Required work:
Of the lines in the data below, count the ones holding the string "Decimal", and answer with that number only.

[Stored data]
^^^^^^^^^^^^^^^^

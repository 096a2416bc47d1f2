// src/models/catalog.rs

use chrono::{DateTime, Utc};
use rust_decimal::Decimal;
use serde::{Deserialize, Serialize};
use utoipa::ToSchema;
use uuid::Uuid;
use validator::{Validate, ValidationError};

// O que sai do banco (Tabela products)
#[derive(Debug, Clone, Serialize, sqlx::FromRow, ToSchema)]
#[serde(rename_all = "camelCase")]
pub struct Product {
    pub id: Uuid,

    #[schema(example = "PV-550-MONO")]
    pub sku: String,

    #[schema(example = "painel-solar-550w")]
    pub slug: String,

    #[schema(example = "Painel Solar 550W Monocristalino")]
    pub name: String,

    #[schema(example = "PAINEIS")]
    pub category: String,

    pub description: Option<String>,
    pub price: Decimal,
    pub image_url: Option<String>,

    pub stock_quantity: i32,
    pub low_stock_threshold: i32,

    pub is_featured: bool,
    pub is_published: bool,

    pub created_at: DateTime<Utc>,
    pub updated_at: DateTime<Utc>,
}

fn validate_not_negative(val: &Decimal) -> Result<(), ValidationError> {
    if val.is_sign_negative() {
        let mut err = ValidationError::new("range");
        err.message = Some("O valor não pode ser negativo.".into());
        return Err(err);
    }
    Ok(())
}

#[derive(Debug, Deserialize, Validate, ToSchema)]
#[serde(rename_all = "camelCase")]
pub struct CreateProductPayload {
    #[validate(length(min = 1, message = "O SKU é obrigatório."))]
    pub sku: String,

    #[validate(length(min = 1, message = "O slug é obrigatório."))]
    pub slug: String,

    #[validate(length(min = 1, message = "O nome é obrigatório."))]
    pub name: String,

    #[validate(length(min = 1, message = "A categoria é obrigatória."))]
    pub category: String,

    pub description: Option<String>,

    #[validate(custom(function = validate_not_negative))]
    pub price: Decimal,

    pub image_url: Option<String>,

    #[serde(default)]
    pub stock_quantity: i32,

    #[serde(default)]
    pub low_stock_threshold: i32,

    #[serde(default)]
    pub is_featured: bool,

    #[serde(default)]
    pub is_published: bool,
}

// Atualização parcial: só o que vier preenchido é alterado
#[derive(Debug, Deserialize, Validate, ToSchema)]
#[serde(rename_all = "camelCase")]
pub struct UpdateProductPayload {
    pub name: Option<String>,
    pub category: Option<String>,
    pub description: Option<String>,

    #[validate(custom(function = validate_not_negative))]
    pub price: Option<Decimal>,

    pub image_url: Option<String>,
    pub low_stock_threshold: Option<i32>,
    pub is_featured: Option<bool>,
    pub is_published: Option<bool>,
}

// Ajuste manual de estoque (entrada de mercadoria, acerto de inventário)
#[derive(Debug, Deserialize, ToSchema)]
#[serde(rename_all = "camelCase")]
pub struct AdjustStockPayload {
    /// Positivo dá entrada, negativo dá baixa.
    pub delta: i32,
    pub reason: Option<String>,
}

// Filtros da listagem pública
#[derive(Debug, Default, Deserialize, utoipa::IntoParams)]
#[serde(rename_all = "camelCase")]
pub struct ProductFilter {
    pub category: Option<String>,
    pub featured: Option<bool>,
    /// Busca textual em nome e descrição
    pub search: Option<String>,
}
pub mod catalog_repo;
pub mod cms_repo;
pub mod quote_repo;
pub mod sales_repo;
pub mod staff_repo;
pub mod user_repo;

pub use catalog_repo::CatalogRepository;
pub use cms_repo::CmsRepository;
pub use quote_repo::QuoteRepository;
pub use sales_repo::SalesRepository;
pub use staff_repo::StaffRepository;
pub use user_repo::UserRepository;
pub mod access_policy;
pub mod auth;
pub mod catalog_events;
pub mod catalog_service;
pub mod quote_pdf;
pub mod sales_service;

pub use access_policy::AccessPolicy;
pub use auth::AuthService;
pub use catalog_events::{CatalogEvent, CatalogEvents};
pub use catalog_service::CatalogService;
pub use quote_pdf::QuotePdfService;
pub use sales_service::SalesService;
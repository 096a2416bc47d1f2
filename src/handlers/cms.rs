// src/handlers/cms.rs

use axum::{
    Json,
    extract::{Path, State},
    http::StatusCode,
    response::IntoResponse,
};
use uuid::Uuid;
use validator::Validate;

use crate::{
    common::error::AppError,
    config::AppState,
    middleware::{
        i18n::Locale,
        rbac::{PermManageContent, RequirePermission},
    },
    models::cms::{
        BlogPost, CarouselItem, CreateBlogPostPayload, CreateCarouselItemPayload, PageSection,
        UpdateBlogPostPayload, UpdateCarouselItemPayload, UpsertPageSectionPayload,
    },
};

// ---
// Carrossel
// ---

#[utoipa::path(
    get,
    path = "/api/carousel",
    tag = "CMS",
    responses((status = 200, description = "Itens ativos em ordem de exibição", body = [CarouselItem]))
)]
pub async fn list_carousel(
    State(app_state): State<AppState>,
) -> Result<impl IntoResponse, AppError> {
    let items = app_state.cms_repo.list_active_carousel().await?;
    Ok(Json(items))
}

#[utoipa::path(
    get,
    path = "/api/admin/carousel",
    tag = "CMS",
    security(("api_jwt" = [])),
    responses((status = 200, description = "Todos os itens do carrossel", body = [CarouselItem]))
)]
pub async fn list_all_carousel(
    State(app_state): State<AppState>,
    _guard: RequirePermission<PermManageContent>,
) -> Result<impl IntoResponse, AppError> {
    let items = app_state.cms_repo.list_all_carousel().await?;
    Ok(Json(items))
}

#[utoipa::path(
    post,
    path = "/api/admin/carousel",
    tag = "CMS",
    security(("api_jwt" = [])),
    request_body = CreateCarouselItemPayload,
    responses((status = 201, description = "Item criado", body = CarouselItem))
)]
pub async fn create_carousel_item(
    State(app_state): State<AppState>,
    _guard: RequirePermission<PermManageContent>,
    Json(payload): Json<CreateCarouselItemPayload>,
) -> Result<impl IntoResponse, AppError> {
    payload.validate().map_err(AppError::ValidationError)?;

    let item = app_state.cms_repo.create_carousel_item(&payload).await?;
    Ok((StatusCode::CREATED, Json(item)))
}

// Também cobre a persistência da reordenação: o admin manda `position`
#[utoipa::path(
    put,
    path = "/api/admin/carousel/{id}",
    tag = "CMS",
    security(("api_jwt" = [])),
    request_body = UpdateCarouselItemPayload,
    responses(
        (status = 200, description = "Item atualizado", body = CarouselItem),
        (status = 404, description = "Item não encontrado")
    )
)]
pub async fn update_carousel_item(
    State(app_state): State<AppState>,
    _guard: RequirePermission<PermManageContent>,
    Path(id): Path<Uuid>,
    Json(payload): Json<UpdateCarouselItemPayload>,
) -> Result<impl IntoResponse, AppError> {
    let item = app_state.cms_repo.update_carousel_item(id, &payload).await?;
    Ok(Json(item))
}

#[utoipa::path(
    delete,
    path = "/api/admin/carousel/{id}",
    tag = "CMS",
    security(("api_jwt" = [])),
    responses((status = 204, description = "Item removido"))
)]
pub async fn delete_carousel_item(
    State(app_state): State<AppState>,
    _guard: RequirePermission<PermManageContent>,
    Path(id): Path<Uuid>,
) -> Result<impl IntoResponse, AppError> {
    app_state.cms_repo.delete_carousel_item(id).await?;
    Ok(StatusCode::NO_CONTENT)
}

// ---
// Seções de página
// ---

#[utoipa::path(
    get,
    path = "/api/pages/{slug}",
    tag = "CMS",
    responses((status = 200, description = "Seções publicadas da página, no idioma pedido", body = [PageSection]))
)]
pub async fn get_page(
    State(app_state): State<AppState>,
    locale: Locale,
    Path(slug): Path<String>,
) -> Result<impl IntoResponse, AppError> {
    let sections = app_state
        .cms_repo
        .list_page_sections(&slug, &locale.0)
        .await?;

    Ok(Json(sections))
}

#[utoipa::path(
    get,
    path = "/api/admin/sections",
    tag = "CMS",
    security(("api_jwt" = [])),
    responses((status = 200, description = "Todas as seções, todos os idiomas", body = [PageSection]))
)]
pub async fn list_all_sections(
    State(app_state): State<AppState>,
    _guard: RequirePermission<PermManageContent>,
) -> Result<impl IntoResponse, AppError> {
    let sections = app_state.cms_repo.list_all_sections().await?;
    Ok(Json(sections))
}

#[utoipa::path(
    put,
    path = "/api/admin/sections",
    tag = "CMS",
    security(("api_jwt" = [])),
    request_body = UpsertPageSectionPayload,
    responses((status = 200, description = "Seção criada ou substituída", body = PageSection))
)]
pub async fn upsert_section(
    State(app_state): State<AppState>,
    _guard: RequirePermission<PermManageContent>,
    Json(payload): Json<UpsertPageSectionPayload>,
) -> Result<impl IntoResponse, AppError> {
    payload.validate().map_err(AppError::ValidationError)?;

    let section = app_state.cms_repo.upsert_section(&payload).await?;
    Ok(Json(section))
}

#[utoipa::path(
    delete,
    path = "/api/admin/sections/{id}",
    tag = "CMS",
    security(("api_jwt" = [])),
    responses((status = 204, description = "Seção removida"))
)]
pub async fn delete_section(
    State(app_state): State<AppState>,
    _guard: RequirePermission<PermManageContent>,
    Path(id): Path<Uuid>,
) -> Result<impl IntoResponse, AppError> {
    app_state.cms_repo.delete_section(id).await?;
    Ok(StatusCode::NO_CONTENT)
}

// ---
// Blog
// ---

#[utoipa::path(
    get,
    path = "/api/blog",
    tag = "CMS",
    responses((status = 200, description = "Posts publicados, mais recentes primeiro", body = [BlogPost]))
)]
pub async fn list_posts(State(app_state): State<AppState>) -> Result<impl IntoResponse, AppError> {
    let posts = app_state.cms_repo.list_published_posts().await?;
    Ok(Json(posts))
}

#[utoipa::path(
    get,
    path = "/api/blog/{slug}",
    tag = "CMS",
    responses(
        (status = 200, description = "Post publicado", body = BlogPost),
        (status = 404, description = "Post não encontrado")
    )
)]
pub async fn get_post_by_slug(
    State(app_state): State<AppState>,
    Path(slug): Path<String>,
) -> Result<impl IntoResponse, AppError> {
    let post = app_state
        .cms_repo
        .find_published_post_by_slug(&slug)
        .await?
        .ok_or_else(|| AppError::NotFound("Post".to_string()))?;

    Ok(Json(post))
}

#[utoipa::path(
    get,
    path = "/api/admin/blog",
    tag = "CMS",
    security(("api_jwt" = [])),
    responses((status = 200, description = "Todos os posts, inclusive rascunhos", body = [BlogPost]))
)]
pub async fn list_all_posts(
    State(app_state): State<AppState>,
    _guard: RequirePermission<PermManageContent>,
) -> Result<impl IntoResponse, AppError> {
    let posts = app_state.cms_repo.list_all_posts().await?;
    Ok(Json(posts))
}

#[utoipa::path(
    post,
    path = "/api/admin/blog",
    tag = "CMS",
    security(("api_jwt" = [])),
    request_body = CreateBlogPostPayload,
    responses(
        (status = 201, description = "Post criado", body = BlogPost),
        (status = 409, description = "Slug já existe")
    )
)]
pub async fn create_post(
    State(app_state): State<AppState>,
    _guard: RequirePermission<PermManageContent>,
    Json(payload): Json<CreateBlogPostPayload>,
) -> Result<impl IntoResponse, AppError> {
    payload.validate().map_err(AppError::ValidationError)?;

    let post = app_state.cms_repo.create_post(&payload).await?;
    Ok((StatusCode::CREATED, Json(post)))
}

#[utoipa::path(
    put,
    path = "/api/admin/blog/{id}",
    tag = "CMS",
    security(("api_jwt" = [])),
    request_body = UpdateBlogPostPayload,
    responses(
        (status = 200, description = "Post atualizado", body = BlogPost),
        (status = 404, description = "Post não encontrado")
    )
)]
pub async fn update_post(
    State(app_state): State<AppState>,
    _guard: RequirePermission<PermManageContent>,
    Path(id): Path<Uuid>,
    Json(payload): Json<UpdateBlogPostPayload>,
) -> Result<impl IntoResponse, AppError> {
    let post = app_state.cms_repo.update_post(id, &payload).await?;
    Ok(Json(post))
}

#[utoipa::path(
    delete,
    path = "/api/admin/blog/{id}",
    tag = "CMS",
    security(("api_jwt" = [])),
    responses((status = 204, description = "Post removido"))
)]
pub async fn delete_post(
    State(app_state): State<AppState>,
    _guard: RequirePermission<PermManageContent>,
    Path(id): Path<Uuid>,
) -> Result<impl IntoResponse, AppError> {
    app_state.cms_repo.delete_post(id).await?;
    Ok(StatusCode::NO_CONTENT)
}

^^^^^^^^^^^^^^^^

Your response:
5